> **Activity**:
For the material below, please count the lines containing "IndexBuilder". Reply with the count alone.

> **Material provided**:
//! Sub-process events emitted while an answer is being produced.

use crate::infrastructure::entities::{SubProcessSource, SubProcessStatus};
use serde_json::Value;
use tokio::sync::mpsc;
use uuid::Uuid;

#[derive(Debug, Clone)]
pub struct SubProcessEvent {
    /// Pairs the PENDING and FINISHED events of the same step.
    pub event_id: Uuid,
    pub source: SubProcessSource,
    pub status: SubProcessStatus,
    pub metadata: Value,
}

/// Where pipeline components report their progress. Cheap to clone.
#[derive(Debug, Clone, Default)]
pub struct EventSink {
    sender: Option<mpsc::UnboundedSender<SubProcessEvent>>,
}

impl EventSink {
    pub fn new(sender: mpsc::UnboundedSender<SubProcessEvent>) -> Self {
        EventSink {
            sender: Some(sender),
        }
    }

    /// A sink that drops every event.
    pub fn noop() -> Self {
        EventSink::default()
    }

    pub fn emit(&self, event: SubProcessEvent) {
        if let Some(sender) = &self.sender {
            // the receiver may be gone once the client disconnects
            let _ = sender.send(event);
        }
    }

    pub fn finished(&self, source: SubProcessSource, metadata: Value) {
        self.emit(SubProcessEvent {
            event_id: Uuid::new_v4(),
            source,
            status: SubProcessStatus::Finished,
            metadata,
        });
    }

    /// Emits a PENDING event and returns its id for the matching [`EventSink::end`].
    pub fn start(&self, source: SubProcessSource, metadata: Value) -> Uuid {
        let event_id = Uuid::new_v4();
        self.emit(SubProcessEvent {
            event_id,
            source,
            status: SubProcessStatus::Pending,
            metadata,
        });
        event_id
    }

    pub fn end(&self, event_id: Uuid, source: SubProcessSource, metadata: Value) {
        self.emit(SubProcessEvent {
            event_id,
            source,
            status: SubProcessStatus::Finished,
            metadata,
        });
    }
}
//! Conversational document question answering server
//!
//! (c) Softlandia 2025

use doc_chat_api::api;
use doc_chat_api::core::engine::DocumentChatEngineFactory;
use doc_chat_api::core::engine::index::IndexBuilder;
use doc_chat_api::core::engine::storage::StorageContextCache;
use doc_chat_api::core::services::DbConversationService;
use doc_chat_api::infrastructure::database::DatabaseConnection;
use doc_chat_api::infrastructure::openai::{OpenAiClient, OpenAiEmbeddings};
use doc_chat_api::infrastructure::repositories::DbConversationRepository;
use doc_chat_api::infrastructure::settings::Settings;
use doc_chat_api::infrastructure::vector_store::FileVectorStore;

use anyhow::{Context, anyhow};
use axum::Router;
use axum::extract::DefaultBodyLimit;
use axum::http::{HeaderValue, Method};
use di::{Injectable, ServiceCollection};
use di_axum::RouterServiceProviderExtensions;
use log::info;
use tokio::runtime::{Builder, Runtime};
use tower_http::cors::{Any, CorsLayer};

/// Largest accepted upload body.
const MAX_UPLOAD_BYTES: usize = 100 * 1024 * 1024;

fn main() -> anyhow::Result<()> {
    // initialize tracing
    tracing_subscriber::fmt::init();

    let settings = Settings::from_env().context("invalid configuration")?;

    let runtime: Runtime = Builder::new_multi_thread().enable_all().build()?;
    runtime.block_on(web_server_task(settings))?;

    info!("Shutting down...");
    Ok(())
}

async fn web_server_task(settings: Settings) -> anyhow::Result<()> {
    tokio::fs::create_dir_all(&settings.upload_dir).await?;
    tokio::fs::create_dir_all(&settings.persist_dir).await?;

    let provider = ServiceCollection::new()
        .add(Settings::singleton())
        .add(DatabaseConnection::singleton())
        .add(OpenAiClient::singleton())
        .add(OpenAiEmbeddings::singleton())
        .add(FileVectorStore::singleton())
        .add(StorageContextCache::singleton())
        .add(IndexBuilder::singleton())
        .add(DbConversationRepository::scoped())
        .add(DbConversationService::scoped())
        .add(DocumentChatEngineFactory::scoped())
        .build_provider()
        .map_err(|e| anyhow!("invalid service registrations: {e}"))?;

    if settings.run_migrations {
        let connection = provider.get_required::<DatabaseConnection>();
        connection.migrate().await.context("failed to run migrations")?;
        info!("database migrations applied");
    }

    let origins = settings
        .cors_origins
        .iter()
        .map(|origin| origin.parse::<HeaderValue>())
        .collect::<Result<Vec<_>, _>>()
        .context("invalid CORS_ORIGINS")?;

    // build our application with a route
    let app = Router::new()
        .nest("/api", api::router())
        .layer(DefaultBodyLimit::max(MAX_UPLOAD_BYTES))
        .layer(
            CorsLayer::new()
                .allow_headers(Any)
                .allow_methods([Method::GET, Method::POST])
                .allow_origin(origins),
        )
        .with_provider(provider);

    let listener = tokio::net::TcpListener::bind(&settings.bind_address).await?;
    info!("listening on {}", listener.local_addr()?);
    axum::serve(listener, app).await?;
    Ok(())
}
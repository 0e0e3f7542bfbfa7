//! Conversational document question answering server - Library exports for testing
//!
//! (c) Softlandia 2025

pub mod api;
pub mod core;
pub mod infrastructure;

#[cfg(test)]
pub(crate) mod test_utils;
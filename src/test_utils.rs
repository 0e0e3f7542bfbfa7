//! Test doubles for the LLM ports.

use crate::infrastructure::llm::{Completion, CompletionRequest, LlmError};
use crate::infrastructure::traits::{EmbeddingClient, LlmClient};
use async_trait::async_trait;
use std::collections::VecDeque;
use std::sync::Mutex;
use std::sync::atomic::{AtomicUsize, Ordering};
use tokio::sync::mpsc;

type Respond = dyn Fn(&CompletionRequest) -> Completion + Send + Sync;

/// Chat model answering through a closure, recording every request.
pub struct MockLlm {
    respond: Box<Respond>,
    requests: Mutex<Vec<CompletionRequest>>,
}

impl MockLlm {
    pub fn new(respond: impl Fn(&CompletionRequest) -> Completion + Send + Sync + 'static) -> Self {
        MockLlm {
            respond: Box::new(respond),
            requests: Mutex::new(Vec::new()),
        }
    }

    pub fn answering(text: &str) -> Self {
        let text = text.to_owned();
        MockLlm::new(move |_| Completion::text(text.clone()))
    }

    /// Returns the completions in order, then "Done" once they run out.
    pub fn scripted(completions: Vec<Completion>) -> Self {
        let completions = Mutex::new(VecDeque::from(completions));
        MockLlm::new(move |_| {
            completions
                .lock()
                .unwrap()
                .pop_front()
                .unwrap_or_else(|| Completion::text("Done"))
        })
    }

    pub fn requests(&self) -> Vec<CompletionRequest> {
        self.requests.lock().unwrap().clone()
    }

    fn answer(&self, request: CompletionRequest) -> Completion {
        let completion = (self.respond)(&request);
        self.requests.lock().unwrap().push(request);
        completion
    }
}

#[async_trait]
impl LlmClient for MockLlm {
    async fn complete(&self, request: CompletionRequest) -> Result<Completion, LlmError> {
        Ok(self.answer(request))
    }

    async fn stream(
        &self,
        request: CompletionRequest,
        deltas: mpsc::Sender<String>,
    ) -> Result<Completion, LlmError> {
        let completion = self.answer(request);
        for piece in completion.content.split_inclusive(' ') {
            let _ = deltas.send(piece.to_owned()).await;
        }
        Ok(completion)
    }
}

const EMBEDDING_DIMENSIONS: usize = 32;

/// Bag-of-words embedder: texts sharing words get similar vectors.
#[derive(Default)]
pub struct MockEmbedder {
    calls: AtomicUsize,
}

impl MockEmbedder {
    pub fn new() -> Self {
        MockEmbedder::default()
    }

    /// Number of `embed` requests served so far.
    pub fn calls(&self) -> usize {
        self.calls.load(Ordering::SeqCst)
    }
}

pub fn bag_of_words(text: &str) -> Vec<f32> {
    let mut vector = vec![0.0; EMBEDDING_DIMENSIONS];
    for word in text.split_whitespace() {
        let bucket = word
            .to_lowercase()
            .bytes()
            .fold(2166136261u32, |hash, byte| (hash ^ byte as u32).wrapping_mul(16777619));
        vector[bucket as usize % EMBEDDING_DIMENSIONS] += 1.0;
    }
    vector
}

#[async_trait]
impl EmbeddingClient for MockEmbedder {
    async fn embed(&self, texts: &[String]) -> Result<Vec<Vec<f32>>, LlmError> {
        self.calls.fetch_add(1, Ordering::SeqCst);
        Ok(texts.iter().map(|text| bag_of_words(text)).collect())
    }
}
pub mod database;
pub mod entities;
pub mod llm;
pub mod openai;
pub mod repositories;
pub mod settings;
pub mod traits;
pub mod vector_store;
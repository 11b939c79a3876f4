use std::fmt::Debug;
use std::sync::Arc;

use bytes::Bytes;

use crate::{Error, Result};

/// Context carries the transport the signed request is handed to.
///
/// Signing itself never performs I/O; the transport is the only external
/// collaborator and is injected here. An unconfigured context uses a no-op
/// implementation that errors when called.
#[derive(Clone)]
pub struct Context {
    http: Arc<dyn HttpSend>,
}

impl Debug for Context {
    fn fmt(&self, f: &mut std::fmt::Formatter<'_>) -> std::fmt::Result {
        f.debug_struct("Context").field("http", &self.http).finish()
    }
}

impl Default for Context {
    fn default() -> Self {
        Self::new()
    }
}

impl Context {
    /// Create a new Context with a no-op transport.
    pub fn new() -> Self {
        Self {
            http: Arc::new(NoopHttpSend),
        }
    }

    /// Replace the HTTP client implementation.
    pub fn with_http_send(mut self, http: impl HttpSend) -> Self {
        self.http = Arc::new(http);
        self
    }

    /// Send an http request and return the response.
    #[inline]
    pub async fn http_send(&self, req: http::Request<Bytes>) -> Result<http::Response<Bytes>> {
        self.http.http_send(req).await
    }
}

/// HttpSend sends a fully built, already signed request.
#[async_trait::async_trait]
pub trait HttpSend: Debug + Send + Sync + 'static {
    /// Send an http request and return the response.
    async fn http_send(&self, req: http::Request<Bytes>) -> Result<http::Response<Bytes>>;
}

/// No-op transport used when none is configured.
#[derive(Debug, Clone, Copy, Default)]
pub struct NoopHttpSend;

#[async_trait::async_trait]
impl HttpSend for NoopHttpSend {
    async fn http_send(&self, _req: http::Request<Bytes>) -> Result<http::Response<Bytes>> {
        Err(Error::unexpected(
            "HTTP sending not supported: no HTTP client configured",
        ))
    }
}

> **Written solution**:
2